▶ **DATASET EXCERPTS**:
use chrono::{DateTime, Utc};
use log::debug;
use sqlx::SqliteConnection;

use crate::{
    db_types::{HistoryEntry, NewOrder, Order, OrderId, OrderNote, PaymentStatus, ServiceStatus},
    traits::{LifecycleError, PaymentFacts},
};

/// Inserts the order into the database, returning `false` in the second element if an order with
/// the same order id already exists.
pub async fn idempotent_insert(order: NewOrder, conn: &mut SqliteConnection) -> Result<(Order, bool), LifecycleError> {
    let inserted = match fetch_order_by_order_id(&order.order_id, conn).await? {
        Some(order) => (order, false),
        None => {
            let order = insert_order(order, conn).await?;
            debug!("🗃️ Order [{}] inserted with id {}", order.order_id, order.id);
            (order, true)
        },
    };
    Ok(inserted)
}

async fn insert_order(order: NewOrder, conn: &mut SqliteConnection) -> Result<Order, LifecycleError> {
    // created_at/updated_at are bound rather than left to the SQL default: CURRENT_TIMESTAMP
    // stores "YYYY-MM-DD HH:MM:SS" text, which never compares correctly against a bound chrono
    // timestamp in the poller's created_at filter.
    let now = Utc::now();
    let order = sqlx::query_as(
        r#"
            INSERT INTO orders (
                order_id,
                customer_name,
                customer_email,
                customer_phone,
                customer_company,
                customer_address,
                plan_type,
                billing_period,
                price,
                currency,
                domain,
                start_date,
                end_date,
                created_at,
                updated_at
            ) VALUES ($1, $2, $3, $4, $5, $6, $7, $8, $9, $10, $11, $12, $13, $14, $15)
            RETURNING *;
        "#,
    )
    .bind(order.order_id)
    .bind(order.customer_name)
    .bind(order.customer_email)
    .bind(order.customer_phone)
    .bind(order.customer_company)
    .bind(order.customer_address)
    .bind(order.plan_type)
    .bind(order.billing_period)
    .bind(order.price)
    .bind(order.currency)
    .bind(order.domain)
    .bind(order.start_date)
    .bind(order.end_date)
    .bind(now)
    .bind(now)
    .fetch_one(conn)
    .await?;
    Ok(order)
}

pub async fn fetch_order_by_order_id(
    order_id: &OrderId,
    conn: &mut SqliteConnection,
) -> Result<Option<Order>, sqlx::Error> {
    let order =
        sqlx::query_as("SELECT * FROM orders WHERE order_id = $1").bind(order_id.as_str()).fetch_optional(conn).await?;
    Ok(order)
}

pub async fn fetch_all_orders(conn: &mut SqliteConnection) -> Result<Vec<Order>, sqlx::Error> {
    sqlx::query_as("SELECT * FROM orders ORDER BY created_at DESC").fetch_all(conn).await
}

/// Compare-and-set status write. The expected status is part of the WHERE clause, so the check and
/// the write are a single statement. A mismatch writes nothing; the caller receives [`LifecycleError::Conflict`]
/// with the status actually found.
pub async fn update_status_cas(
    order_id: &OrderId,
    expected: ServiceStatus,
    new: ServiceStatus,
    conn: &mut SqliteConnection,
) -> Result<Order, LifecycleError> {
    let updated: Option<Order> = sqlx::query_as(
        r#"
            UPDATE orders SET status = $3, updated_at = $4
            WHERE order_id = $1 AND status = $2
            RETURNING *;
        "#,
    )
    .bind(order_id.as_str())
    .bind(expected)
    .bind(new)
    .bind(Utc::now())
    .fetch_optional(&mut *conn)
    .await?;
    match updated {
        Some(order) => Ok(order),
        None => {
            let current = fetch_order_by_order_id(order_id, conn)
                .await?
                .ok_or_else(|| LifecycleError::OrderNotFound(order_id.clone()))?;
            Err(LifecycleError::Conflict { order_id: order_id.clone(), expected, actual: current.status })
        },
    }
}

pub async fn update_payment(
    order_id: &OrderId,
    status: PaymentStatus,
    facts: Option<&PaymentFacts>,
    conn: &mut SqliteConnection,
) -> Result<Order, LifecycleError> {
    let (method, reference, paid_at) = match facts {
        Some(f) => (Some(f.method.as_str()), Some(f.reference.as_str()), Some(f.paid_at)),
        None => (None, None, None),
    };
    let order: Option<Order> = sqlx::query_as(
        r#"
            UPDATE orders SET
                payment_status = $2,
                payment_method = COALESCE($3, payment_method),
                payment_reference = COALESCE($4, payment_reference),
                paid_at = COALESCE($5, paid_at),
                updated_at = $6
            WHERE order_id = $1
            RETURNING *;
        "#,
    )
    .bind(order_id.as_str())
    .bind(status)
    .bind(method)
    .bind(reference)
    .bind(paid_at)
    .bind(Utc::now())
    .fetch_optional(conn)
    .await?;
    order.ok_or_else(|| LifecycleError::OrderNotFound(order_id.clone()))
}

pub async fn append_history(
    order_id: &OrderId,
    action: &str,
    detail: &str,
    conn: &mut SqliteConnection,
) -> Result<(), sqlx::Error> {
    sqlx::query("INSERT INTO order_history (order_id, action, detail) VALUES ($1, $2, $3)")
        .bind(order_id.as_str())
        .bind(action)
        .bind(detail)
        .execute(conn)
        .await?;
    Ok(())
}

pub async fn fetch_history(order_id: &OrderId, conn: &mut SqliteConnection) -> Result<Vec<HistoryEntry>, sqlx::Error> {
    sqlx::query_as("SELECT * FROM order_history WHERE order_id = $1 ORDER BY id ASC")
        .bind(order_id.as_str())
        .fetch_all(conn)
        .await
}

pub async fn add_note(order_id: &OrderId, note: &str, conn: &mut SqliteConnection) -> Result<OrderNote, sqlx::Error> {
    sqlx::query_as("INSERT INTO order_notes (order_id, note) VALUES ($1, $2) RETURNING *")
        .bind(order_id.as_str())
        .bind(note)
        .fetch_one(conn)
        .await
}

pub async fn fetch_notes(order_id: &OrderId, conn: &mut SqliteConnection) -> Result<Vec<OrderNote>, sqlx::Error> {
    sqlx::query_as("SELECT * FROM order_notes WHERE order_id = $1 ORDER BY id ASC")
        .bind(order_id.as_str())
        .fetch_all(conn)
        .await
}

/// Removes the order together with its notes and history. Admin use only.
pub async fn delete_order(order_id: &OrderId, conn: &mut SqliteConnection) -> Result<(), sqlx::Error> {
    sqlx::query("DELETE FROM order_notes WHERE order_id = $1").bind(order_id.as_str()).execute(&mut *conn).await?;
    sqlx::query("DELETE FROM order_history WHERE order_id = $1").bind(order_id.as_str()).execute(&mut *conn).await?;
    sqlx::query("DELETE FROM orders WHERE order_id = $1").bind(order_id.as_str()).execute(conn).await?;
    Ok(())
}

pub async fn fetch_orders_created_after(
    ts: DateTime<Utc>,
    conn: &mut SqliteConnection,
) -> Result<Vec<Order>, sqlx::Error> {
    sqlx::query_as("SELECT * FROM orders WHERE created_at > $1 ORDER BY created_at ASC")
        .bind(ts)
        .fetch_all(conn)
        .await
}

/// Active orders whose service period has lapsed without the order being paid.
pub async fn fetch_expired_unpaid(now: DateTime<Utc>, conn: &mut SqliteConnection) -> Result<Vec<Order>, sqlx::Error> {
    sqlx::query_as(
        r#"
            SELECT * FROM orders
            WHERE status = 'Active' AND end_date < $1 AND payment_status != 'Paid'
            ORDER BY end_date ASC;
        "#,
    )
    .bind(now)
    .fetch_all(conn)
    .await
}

▶ **EXERCISE GOAL**:
Go through the material above line by line and tally each one holding "OrderNote"; give the tally and nothing else.

▶ **EXPECTED ANSWER**:
3